■ Problem to work on
Report back each line of the data that contains the word "pretty".

■ Records provided
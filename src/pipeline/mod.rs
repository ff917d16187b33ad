//! Pipeline entry points.
//!
//! - `run_discovery`: Find the filing that best matches a company name
//! - `run_acquisition`: Download the document behind a filing page
//! - `run_pipeline`: Both, in order

pub mod acquire;
pub mod discover;
pub mod run;

pub use acquire::{acquire_candidate, document_path, run_acquisition};
pub use discover::run_discovery;
pub use run::{RunReport, run_pipeline};
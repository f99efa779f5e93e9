// Test utilities for building synthetic card images without a real dump
use crate::layout::{self, Field, CARD_SIZE};

pub struct CardImage {
    pub memory: Vec<u8>,
}

impl CardImage {
    /// All-zero card of the full size
    pub fn new() -> Self {
        Self {
            memory: vec![0u8; CARD_SIZE],
        }
    }

    pub fn bytes(&self) -> &[u8] {
        &self.memory
    }

    pub fn set_header_bytes(&mut self, slot: usize, offset: usize, data: &[u8]) {
        let start = layout::header_offset(slot) + offset;
        self.memory[start..start + data.len()].copy_from_slice(data);
    }

    pub fn set_identifier(&mut self, slot: usize, tag: &[u8]) {
        self.set_header_bytes(slot, layout::header::IDENTIFIER.offset, tag);
    }

    fn team_base(slot: usize, team: usize) -> usize {
        layout::save_block_offset(slot) + layout::team_offset(team)
    }

    pub fn set_team_text(&mut self, slot: usize, team: usize, field: &Field, text: &[u8]) {
        assert!(text.len() <= field.len);
        let start = Self::team_base(slot, team) + field.offset;
        self.memory[start..start + text.len()].copy_from_slice(text);
    }

    pub fn set_team_counter(&mut self, slot: usize, team: usize, field: &Field, value: u32) {
        let start = Self::team_base(slot, team) + field.offset;
        self.memory[start..start + 4].copy_from_slice(&value.to_be_bytes());
    }
}
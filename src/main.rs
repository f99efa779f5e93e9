use clap::Parser;
use log::{debug, info};
use std::error::Error;
use std::fs::File;
use std::io::prelude::*;
use std::path::{Path, PathBuf};
use std::process;
use wormcard::config::{Config, OutputFormat};
use wormcard::header::decode_headers;
use wormcard::render::{render_json, render_slots_json, SlotListing, TextReport};
use wormcard::CardDecoder;

/// Print the Worms team statistics stored on a memory card dump.
#[derive(Debug, Parser)]
#[command(name = "wormcard", version, about)]
struct Cli {
    /// Raw memory card image
    #[arg(value_name = "MCR_FILE")]
    path: PathBuf,

    /// Output representation (default: text on a terminal, JSON otherwise)
    #[arg(short, long, value_enum)]
    format: Option<OutputFormat>,

    /// Single-line JSON
    #[arg(long)]
    compact: bool,

    /// List the slot headers instead of decoding the save
    #[arg(long)]
    slots: bool,

    /// TOML config file
    #[arg(long, value_name = "FILE")]
    config: Option<PathBuf>,
}

fn main() {
    env_logger::Builder::from_env(env_logger::Env::default().default_filter_or("warn")).init();

    // clap exits with usage and status 2 on bad arguments
    let cli = Cli::parse();

    if let Err(e) = run(&cli) {
        eprintln!("error: {}", e);
        process::exit(1);
    }
}

fn run(cli: &Cli) -> Result<(), Box<dyn Error>> {
    let config = Config::resolve(cli.config.as_deref())?;
    debug!("Effective config: {:?}", config);

    let format = cli.format.or(config.format).unwrap_or_else(|| {
        if atty::is(atty::Stream::Stdout) {
            OutputFormat::Text
        } else {
            OutputFormat::Json
        }
    });
    let pretty = config.pretty && !cli.compact;

    let card = read_card(&cli.path)?;
    info!("Read {} bytes from {}", card.len(), cli.path.display());

    if cli.slots {
        let headers = decode_headers(&card)?;
        match format {
            OutputFormat::Text => print!("{}", SlotListing(&headers)),
            OutputFormat::Json => println!("{}", render_slots_json(&headers, pretty)?),
        }
        return Ok(());
    }

    let decoded = CardDecoder::new().decode(&card)?;
    match format {
        OutputFormat::Text => print!(
            "{}",
            TextReport::new(&decoded).skip_empty_teams(config.skip_empty_teams)
        ),
        OutputFormat::Json => println!("{}", render_json(&decoded, pretty)?),
    }
    Ok(())
}

fn read_card(path: &Path) -> Result<Vec<u8>, String> {
    let mut file = match File::open(path) {
        Ok(file) => file,
        Err(e) => {
            return Err(match e.kind() {
                std::io::ErrorKind::NotFound => {
                    format!("memory card file not found: {}", path.display())
                }
                std::io::ErrorKind::PermissionDenied => {
                    format!("permission denied reading {}", path.display())
                }
                _ => format!("cannot open '{}': {}", path.display(), e),
            })
        }
    };
    let mut card = Vec::new();
    file.read_to_end(&mut card)
        .map_err(|e| format!("cannot read '{}': {}", path.display(), e))?;
    Ok(card)
}
use log::debug;
use serde::Serialize;

use crate::error::Result;
use crate::header::decode_headers;
use crate::locator::{find_slot, GAME_TAG};
use crate::save::{decode_save, SaveSlot};

/// Result of decoding a card: the slot holding the Worms save and its teams.
///
/// Owns all of its data; the card buffer can be dropped afterwards.
#[derive(Debug, Clone, PartialEq, Eq, Serialize)]
#[serde(rename_all = "PascalCase")]
pub struct DecodedCard {
    pub slot_index: usize,
    #[serde(flatten)]
    pub save: SaveSlot,
}

/// Decodes whole card images: header table, slot lookup, then the save block.
#[derive(Debug, Clone)]
pub struct CardDecoder {
    tag: [u8; 8],
}

impl Default for CardDecoder {
    fn default() -> Self {
        CardDecoder { tag: GAME_TAG }
    }
}

impl CardDecoder {
    pub fn new() -> Self {
        Self::default()
    }

    /// Look for a different identifier tag
    #[cfg(test)]
    pub fn with_tag(tag: [u8; 8]) -> Self {
        CardDecoder { tag }
    }

    pub fn decode(&self, bytes: &[u8]) -> Result<DecodedCard> {
        debug!("Decoding card image of {} bytes", bytes.len());
        let headers = decode_headers(bytes)?;
        let slot_index = find_slot(&headers, &self.tag)?;
        let save = decode_save(bytes, slot_index)?;
        Ok(DecodedCard { slot_index, save })
    }
}

/// Decode a card image looking for the Worms save.
pub fn decode_card(bytes: &[u8]) -> Result<DecodedCard> {
    CardDecoder::default().decode(bytes)
}
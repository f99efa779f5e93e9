/// Decode a fixed-length, NUL-padded text field.
///
/// The value ends at the first NUL byte; anything after it is padding and is
/// dropped even when it is not zero. A field without a NUL is used whole.
/// Bytes are taken as single-byte characters, so this never fails.
pub fn decode_fixed_str(raw: &[u8]) -> String {
    raw.iter()
        .take_while(|&&b| b != 0)
        .map(|&b| b as char)
        .collect()
}

#[cfg(test)]
mod tests {
    use super::*;
    use rand::Rng;
    use test_log::test;

    #[test]
    fn stops_at_first_nul() {
        let mut raw = [0u8; 17];
        raw[..5].copy_from_slice(b"Alpha");
        assert_eq!(decode_fixed_str(&raw), "Alpha");
    }

    #[test]
    fn garbage_after_nul_is_ignored() {
        let raw = *b"Bob\0junk\0more\0\0\0\0\0";
        assert_eq!(decode_fixed_str(&raw), "Bob");
    }

    #[test]
    fn full_field_without_nul() {
        let raw = *b"ABCDEFGHIJKLMNOPQ";
        assert_eq!(decode_fixed_str(&raw), "ABCDEFGHIJKLMNOPQ");
    }

    #[test]
    fn leading_nul_is_empty() {
        assert_eq!(decode_fixed_str(&[0, b'x', b'y']), "");
        assert_eq!(decode_fixed_str(&[]), "");
    }

    #[test]
    fn high_bytes_map_to_latin1() {
        assert_eq!(decode_fixed_str(&[b'G', 0xe9, 0]), "G\u{e9}");
    }

    #[test]
    fn returns_prefix_before_nul_at_every_position() {
        let mut rng = rand::thread_rng();
        for k in 0..=17 {
            let mut raw = [0u8; 17];
            for b in raw.iter_mut() {
                *b = rng.gen_range(1..=0x7f);
            }
            if k < 17 {
                raw[k] = 0;
            }
            let expected: String = raw[..k].iter().map(|&b| b as char).collect();
            assert_eq!(decode_fixed_str(&raw), expected, "nul at {}", k);
        }
    }
}
//! Output settings read from an optional TOML file.

use std::fs;
use std::path::{Path, PathBuf};

use log::debug;
use serde::Deserialize;
use thiserror::Error;

/// Environment variable naming a config file when `--config` is not given.
pub const CONFIG_ENV: &str = "WORMCARD_CONFIG";

#[derive(Debug, Clone, Copy, PartialEq, Eq, Deserialize, clap::ValueEnum)]
#[serde(rename_all = "lowercase")]
pub enum OutputFormat {
    Text,
    Json,
}

#[derive(Error, Debug)]
pub enum ConfigError {
    #[error("cannot read config file {}: {source}", .path.display())]
    Io {
        path: PathBuf,
        source: std::io::Error,
    },

    #[error("invalid config file {}: {source}", .path.display())]
    Parse {
        path: PathBuf,
        source: toml::de::Error,
    },
}

#[derive(Debug, Clone, PartialEq, Eq, Deserialize)]
#[serde(default, deny_unknown_fields)]
pub struct Config {
    /// None lets the caller pick based on where output goes
    pub format: Option<OutputFormat>,
    pub pretty: bool,
    pub skip_empty_teams: bool,
}

impl Default for Config {
    fn default() -> Self {
        Config {
            format: None,
            pretty: true,
            skip_empty_teams: false,
        }
    }
}

impl Config {
    pub fn from_toml(text: &str, path: &Path) -> Result<Config, ConfigError> {
        toml::from_str(text).map_err(|source| ConfigError::Parse {
            path: path.to_path_buf(),
            source,
        })
    }

    pub fn load(path: &Path) -> Result<Config, ConfigError> {
        debug!("Loading config from {:?}", path);
        let text = fs::read_to_string(path).map_err(|source| ConfigError::Io {
            path: path.to_path_buf(),
            source,
        })?;
        Self::from_toml(&text, path)
    }

    /// Load from `path`, else from `$WORMCARD_CONFIG`, else defaults.
    pub fn resolve(path: Option<&Path>) -> Result<Config, ConfigError> {
        match path {
            Some(path) => Self::load(path),
            None => match std::env::var_os(CONFIG_ENV) {
                Some(env_path) => Self::load(Path::new(&env_path)),
                None => Ok(Config::default()),
            },
        }
    }
}
use thiserror::Error;

use crate::layout::FieldKind;

/// Everything that can go wrong while decoding a memory card image.
///
/// Decoding is all-or-nothing: any of these aborts the whole call and no
/// partial result is returned.
#[derive(Error, Debug, Clone, PartialEq, Eq)]
pub enum DecodeError {
    #[error("read of {length} bytes at offset {offset:#x} exceeds buffer of {available} bytes")]
    OutOfBounds {
        offset: usize,
        length: usize,
        available: usize,
    },

    #[error("card image truncated: expected {expected} bytes, got {actual}")]
    TruncatedInput { expected: usize, actual: usize },

    #[error("no save slot tagged {tag:?} found on card")]
    NotFound { tag: String },

    #[error("save block layout is {actual} bytes, expected {expected}")]
    SizeMismatch { expected: usize, actual: usize },

    #[error("slot index {index} out of range (card has {slots} slots)")]
    SlotOutOfRange { index: usize, slots: usize },

    #[error("layout field {field} is {len} bytes of {kind:?}, decoder expects {expected_len} bytes of {expected_kind:?}")]
    FieldMismatch {
        field: &'static str,
        len: usize,
        kind: FieldKind,
        expected_len: usize,
        expected_kind: FieldKind,
    },
}

pub type Result<T> = std::result::Result<T, DecodeError>;
//! Decoder for Worms team statistics stored on raw memory card dumps.
//!
//! A card image is 128 KiB: a header table describing 15 save slots followed
//! by one 8 KiB save block per slot. The slot whose header carries the
//! `waoption` identifier holds the Worms save, a table of 9 teams.

pub mod card;
pub mod config;
pub mod error;
pub mod header;
pub mod layout;
pub mod locator;
pub mod reader;
pub mod render;
pub mod save;
pub mod text;

#[cfg(test)]
mod test_utils;

pub use card::{decode_card, CardDecoder, DecodedCard};
pub use error::DecodeError;
pub use header::SlotHeader;
pub use layout::CARD_SIZE;
pub use locator::GAME_TAG;
pub use save::{SaveSlot, TeamRecord};

/*
Card image layout
        00000   card preamble
        00080   slot headers, 15 x 0x80
        00800   unused
        02000   save blocks, 15 x 0x2000
        20000   end of card

Worms save block
        0000    preamble
        0200    team records, 9 x 0x340
        1f40    trailer
        2000    end of block
*/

■ Solution
    let pretty = config.pretty && !cli.compact;
            OutputFormat::Json => println!("{}", render_slots_json(&headers, pretty)?),
        OutputFormat::Json => println!("{}", render_json(&decoded, pretty)?),
    pub pretty: bool,
            pretty: true,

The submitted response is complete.